## Exercise details
The answer must be an exact reproduction of the lines from the start of the records below through the line containing "vertical beam datasets.", and nothing more.

[Excerpts from a dataset]
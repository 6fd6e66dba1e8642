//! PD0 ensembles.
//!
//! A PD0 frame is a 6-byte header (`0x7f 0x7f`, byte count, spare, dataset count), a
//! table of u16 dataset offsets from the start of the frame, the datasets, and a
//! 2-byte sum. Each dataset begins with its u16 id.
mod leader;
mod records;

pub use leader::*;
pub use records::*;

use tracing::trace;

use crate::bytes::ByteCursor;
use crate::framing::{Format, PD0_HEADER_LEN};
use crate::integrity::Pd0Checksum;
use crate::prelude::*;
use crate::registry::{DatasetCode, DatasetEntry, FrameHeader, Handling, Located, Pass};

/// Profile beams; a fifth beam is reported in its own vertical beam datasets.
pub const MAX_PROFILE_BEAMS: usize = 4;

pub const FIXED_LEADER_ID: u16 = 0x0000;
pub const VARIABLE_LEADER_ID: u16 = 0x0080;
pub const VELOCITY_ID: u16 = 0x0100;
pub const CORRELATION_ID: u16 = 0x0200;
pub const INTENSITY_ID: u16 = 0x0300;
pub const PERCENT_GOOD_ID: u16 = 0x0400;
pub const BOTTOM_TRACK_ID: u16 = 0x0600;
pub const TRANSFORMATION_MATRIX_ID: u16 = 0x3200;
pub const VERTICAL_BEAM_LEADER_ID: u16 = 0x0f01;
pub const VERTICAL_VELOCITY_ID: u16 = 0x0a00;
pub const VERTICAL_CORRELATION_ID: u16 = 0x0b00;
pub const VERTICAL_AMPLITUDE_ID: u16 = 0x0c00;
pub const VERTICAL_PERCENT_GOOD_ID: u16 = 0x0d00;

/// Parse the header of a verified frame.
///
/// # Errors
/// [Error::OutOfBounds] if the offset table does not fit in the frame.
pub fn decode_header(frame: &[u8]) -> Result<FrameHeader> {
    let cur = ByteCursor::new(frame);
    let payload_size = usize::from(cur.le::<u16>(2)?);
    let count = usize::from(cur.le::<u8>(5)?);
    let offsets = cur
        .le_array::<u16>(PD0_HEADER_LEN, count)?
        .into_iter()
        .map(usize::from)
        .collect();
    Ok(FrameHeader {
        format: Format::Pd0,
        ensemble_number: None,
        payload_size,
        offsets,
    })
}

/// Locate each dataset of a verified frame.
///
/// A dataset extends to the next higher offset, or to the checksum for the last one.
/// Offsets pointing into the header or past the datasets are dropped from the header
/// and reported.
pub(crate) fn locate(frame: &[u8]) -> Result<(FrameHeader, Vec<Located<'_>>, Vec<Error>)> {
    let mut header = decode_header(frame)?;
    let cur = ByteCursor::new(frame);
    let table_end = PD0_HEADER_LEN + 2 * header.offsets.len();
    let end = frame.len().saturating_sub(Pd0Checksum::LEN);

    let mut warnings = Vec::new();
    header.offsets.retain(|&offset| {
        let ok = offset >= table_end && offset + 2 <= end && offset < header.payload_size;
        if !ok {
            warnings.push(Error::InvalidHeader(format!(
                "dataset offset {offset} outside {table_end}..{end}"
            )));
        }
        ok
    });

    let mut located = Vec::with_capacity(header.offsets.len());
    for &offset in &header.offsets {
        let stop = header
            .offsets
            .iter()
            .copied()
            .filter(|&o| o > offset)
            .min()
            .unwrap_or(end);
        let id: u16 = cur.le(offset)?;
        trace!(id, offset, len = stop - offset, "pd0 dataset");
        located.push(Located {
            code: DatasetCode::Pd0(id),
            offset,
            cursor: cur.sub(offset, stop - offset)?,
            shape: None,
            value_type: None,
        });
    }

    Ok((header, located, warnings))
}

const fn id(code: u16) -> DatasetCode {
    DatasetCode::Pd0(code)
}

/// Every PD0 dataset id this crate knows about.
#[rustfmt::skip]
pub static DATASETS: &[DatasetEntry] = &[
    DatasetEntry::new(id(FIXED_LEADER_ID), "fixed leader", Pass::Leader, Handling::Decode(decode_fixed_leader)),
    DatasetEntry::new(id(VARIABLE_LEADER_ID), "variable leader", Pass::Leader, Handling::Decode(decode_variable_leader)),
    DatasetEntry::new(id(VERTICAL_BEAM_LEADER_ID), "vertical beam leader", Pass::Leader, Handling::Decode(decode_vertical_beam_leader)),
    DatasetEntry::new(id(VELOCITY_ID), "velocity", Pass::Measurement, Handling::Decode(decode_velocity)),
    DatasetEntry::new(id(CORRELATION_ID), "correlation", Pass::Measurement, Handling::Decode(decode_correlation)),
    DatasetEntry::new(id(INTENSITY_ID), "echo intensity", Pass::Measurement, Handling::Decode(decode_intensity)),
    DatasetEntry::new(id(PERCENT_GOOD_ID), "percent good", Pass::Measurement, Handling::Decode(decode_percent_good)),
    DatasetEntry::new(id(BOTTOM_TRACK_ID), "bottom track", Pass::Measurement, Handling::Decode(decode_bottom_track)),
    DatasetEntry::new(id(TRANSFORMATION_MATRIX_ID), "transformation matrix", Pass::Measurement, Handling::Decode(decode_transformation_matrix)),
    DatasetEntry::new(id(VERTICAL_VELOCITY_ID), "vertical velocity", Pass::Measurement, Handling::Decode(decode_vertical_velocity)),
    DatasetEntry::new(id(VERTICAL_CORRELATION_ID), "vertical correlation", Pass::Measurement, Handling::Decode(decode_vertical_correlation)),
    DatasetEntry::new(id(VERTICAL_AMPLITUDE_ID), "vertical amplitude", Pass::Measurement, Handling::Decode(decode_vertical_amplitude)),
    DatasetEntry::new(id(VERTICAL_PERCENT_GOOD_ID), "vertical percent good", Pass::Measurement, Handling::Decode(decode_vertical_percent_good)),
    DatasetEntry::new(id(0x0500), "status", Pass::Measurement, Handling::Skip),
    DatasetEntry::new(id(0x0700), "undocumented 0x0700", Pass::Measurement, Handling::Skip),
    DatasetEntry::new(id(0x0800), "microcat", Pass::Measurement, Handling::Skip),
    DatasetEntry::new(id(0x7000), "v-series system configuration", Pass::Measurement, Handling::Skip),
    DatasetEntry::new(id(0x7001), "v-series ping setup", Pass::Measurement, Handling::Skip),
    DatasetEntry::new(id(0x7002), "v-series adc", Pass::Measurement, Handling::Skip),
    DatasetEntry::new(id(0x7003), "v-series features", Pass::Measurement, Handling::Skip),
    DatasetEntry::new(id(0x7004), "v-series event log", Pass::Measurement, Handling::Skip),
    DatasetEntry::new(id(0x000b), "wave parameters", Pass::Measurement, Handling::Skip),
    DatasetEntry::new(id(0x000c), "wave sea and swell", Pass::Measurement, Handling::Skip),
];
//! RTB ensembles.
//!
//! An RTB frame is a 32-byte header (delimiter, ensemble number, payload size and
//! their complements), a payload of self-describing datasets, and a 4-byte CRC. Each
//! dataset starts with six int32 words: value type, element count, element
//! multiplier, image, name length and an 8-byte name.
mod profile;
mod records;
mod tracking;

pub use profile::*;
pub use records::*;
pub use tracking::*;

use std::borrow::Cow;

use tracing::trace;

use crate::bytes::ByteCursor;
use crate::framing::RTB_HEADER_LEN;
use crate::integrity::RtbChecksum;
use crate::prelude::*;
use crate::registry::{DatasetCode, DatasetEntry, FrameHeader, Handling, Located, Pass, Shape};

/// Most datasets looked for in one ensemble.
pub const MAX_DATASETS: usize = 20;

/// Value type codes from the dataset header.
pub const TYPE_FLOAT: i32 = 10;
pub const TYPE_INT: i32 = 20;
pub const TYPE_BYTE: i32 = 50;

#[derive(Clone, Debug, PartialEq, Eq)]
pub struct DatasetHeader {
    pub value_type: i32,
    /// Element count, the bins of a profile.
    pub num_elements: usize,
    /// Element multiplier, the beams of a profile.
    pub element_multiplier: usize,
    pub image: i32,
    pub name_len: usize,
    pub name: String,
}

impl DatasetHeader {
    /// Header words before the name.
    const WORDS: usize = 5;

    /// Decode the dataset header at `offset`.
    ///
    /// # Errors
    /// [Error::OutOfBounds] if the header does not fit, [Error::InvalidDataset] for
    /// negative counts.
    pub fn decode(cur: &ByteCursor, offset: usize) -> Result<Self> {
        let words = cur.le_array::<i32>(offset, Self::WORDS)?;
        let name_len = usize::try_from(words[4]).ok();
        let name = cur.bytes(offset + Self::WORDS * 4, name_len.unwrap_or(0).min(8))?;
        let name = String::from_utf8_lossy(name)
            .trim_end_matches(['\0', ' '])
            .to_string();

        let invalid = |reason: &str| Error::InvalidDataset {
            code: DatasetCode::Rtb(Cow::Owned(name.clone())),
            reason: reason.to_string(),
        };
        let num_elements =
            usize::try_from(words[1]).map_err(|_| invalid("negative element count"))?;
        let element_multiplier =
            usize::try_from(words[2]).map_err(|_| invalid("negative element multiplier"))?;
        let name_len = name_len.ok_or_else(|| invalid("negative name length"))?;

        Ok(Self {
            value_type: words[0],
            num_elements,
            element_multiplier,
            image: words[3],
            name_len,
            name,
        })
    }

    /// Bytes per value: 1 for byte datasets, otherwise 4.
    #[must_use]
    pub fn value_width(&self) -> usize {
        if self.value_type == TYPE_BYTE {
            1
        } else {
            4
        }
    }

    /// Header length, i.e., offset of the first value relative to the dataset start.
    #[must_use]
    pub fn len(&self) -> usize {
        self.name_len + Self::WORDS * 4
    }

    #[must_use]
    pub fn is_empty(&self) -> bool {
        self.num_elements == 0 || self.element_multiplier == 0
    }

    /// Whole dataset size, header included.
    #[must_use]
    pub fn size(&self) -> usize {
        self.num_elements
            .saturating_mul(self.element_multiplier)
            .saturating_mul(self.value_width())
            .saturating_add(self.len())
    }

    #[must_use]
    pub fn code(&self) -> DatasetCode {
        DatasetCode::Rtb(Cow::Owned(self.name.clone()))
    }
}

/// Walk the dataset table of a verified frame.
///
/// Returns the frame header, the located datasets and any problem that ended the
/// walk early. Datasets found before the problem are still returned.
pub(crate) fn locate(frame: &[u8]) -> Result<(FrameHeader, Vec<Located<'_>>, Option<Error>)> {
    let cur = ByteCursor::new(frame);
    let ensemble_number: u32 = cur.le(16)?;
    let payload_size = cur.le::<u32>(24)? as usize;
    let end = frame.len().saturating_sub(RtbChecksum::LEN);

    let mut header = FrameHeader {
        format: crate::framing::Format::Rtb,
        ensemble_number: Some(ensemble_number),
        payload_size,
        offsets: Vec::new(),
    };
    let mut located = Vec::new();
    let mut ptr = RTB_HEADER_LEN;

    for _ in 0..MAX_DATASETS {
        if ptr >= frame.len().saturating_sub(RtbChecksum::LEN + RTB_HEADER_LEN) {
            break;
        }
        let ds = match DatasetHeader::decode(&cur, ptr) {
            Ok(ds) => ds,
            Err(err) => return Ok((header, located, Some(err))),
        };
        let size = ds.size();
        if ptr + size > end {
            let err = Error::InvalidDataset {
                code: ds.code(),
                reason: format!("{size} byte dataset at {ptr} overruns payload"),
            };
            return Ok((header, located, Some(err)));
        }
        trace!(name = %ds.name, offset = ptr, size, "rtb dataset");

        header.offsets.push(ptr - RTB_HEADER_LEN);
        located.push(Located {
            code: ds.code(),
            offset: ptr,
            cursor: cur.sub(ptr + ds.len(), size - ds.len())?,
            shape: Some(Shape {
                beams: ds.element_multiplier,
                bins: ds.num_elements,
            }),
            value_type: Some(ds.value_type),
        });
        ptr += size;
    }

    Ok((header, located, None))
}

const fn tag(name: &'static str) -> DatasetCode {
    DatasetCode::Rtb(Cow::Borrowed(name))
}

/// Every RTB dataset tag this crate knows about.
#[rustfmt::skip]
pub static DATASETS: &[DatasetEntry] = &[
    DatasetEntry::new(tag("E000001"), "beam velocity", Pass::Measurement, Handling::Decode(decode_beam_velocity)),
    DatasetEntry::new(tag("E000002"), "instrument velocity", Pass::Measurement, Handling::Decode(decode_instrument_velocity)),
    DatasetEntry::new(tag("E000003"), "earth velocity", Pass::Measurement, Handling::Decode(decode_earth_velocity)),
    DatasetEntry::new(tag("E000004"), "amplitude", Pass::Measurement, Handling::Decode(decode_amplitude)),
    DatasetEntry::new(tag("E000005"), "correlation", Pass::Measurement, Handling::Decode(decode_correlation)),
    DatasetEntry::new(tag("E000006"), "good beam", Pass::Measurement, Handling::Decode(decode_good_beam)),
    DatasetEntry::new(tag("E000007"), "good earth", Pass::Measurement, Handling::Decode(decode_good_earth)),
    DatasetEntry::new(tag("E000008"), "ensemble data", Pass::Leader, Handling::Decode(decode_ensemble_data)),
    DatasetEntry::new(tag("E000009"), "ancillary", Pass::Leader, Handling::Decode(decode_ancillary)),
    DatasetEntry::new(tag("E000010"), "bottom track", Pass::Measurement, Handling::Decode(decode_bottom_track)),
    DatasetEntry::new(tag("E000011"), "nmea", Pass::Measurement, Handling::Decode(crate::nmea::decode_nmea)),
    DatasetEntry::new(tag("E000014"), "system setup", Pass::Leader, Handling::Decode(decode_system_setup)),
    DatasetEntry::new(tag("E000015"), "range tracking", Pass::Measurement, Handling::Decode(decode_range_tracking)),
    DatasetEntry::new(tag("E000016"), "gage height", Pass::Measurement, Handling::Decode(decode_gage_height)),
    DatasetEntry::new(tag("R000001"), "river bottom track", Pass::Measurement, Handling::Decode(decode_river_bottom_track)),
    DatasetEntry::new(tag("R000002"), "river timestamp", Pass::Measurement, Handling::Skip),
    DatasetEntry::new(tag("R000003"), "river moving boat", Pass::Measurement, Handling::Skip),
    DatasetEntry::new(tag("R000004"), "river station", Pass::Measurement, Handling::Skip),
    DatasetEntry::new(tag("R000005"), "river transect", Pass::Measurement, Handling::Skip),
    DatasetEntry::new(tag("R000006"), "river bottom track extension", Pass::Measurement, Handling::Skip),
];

## Task output
repository 6fd6e66dba1e8642
//! PD0 ensembles.
//!
//! A PD0 frame is a 6-byte header (`0x7f 0x7f`, byte count, spare, dataset count), a
//! table of u16 dataset offsets from the start of the frame, the datasets, and a
//! 2-byte sum. Each dataset begins with its u16 id.
mod leader;
mod records;

pub use leader::*;
pub use records::*;

use tracing::trace;

use crate::bytes::ByteCursor;
use crate::framing::{Format, PD0_HEADER_LEN};
use crate::integrity::Pd0Checksum;
use crate::prelude::*;
use crate::registry::{DatasetCode, DatasetEntry, FrameHeader, Handling, Located, Pass};

/// Profile beams; a fifth beam is reported in its own vertical beam datasets.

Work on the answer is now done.